Naked, Bendon and Bendon Group Holdings Limited (“Holdco”) recently entered into an Agreement and Plan of Reorganization (the “Merger Agreement”), under which both of Naked and Bendon will become wholly owned subsidiaries of Holdco, a newly formed Australian holding company.

As a result of the agreement between Bendon and FOH, Bendon will acquire all of the outstanding common stock of FOH in exchange for the forgiveness of debt owed by FOH to Bendon. As a result, Bendon will control FOH’s existing license to develop and sell online intimates products, sleepwear and loungewear products, swimwear and swimwear accessories and costumes products under the Fredrick’s of Hollywood name. As part of the transaction, Holdco will issue to FOH shares, which would have otherwise been issued to Bendon at the time of the merger. A substantial portion of these shares will be transferred to the affiliate of Bendon which initially funded FOH. The issuance of the Holdco shares is expected to have a minimal impact on the aggregate percentage of shares that Naked stockholders will hold in Holdco immediately following the closing of the business combination, while providing the shareholders with the benefit of being the Licensee of the “Frederick’s of Hollywood” License.

FOH sales for the trailing twelve months ended June 30, 2017, were approximately $18 million of direct to consumer e-commerce sales. FOH’s license has an initial term running through December 2020, with FOH having the right to renew the license 10 times for five year periods each.

Justin Davis-Rice, Executive Chairman of Bendon and Director of Naked, commented, “Frederick’s of Hollywood is an iconic lingerie brand with tremendous brand recognition that we believe will be an excellent complement to our portfolio. We believe the acquisition of this high growth e-commerce business provides a strong platform for the next phase of online growth for our business. We look forward to working closely with the Frederick’s of Hollywood team to create an exceptional offering for the brand’s loyal customers. In addition, we believe that there is great opportunity to leverage our well-established global wholesale and retail distribution channels as we look to further expand the Frederick’s of Hollywood brand throughout the United States. Overall, we are excited to bring the Frederick’s of Hollywood online business into the Bendon portfolio, and expect that this acquisition will enhance shareholder value for the combined Naked and Bendon business at closing and over the long-term.”
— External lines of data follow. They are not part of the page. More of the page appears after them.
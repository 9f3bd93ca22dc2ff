//! Staff credential codec.
//!
//! Credentials are HS256 JWTs over [`StaffClaims`]. Expiry is checked
//! against the caller's clock instead of the system time so the 12 hour
//! horizon can be driven from tests.

use chrono::{DateTime, Duration, Utc};
use jsonwebtoken::{decode, encode, Algorithm, DecodingKey, EncodingKey, Header, Validation};
use tracing::{debug, error};

use backend_domain::{StaffClaims, SESSION_TTL_HOURS, STAFF_ROLE};

use crate::error::{AppError, INVALID_TOKEN, TOKEN_SIGNING_FAILED};

pub fn issue_token(
    secret: &str,
    username: &str,
    now: DateTime<Utc>,
) -> Result<(String, StaffClaims), AppError> {
    let claims = StaffClaims {
        role: STAFF_ROLE.to_string(),
        username: username.to_string(),
        iat: now.timestamp(),
        exp: (now + Duration::hours(SESSION_TTL_HOURS)).timestamp(),
    };
    let token = encode(
        &Header::new(Algorithm::HS256),
        &claims,
        &EncodingKey::from_secret(secret.as_bytes()),
    )
    .map_err(signing_failed)?;
    Ok((token, claims))
}

fn signing_failed(err: jsonwebtoken::errors::Error) -> AppError {
    error!("token signing failed: {}", err);
    AppError::internal(TOKEN_SIGNING_FAILED)
}

pub fn verify_token(secret: &str, token: &str, now: DateTime<Utc>) -> Result<StaffClaims, AppError> {
    let mut validation = Validation::new(Algorithm::HS256);
    validation.validate_exp = false;
    validation.leeway = 0;
    validation.set_required_spec_claims(&["exp"]);

    let data = decode::<StaffClaims>(
        token,
        &DecodingKey::from_secret(secret.as_bytes()),
        &validation,
    )
    .map_err(|err| {
        debug!("credential rejected: {}", err);
        AppError::Unauthorized(INVALID_TOKEN)
    })?;

    let claims = data.claims;
    if claims.exp <= now.timestamp() {
        debug!(username = %claims.username, "credential expired");
        return Err(AppError::Unauthorized(INVALID_TOKEN));
    }
    if claims.role != STAFF_ROLE {
        return Err(AppError::Unauthorized(INVALID_TOKEN));
    }
    Ok(claims)
}
pub mod clock;
pub mod name_directory;

pub use clock::*;
pub use name_directory::*;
To accommodate the preparation of the financial and legal documentation related to the Frederick’s of Hollywood transaction, as well as the work required to incorporate information associated with the transaction, Naked and Bendon have entered into an amendment to the Merger Agreement. This will provide additional time to file the proxy statement/prospectus to be included in the registration statement on Form F-4 to be filed by Holdco related to the business combination with the Securities and Exchange Commission (“SEC”). The registration statement on Form F-4 containing the proxy statement/prospectus is now expected to be filed with the SEC on or before August 25, 2017, and the business combination is anticipated to be completed in the fourth quarter of 2017.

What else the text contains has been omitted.